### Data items
▶

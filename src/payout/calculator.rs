//! Multiplier and reward calculation.

use serde::{Deserialize, Serialize};

use super::wager::Bet;
use crate::core::{LadderError, Result};

/// How the player wagered.
#[derive(Clone, Copy, Debug, PartialEq, Eq, Hash, Serialize, Deserialize)]
pub enum WagerMode {
    /// Only the arrival column was chosen; the start is random.
    GoalOnly,
    /// Both the start and the arrival column were chosen.
    GoalAndStart,
}

impl std::fmt::Display for WagerMode {
    fn fmt(&self, f: &mut std::fmt::Formatter<'_>) -> std::fmt::Result {
        match self {
            WagerMode::GoalOnly => f.write_str("goal-only"),
            WagerMode::GoalAndStart => f.write_str("goal+start"),
        }
    }
}

/// House-edge tuning for the calculator.
#[derive(Clone, Debug, PartialEq, Serialize, Deserialize)]
pub struct PayoutConfig {
    /// Scales the goal multiplier (`columns * goal_factor`).
    pub goal_factor: f64,

    /// Extra scale applied in goal+start mode.
    pub start_factor: f64,
}

impl Default for PayoutConfig {
    fn default() -> Self {
        Self {
            goal_factor: 0.5,
            start_factor: 1.0,
        }
    }
}

impl PayoutConfig {
    /// Set the goal factor.
    #[must_use]
    pub fn with_goal_factor(mut self, factor: f64) -> Self {
        self.goal_factor = factor;
        self
    }

    /// Set the start factor.
    #[must_use]
    pub fn with_start_factor(mut self, factor: f64) -> Self {
        self.start_factor = factor;
        self
    }

    /// Both factors must be finite and positive.
    pub fn validate(&self) -> Result<()> {
        let factors = [
            ("goal_factor", self.goal_factor),
            ("start_factor", self.start_factor),
        ];
        for (name, value) in factors {
            if !value.is_finite() || value <= 0.0 {
                return Err(LadderError::InvalidArgument(format!(
                    "{name} must be a positive number, got {value}"
                )));
            }
        }
        Ok(())
    }
}

/// Outcome of a payout calculation. No rounding is applied.
#[derive(Clone, Copy, Debug, PartialEq, Serialize, Deserialize)]
pub struct Payout {
    pub multiplier: f64,
    pub reward: f64,
}

/// Computes multipliers and rewards from board width and wager mode.
#[derive(Clone, Debug, Default)]
pub struct PayoutCalculator {
    config: PayoutConfig,
}

impl PayoutCalculator {
    /// Create a calculator with the given factors.
    pub fn new(config: PayoutConfig) -> Self {
        Self { config }
    }

    /// The factors in use.
    #[must_use]
    pub fn config(&self) -> &PayoutConfig {
        &self.config
    }

    /// Multiplier for a board `columns` wide.
    ///
    /// - goal-only: `columns * goal_factor`
    /// - goal+start: `columns^2 * goal_factor * start_factor`
    #[must_use]
    pub fn multiplier(&self, columns: usize, mode: WagerMode) -> f64 {
        let columns = columns as f64;
        match mode {
            WagerMode::GoalOnly => columns * self.config.goal_factor,
            WagerMode::GoalAndStart => {
                columns * columns * self.config.goal_factor * self.config.start_factor
            }
        }
    }

    /// Multiplier and reward for a settled wager.
    ///
    /// Fails with `InvalidArgument` for a non-positive bet or an empty board.
    pub fn calculate(
        &self,
        columns: usize,
        bet_amount: f64,
        mode: WagerMode,
        success: bool,
    ) -> Result<Payout> {
        let bet = Bet::new(bet_amount)?;
        check_columns(columns)?;

        let multiplier = self.multiplier(columns, mode);
        let reward = if success { bet.amount() * multiplier } else { 0.0 };
        Ok(Payout { multiplier, reward })
    }

    /// What a win would pay, shown before the round is resolved.
    pub fn potential_reward(
        &self,
        columns: usize,
        bet_amount: f64,
        mode: WagerMode,
    ) -> Result<f64> {
        self.calculate(columns, bet_amount, mode, true)
            .map(|payout| payout.reward)
    }
}

fn check_columns(columns: usize) -> Result<()> {
    if columns == 0 {
        return Err(LadderError::invalid_argument("payout needs at least 1 column"));
    }
    Ok(())
}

◀

### What is required
What is needed is an exact copy of the lines from the one containing "round is resolved." through the last line of the records, and nothing else.

### Finished task
    /// What a win would pay, shown before the round is resolved.
    pub fn potential_reward(
        &self,
        columns: usize,
        bet_amount: f64,
        mode: WagerMode,
    ) -> Result<f64> {
        self.calculate(columns, bet_amount, mode, true)
            .map(|payout| payout.reward)
    }
}

fn check_columns(columns: usize) -> Result<()> {
    if columns == 0 {
        return Err(LadderError::invalid_argument("payout needs at least 1 column"));
    }
    Ok(())
}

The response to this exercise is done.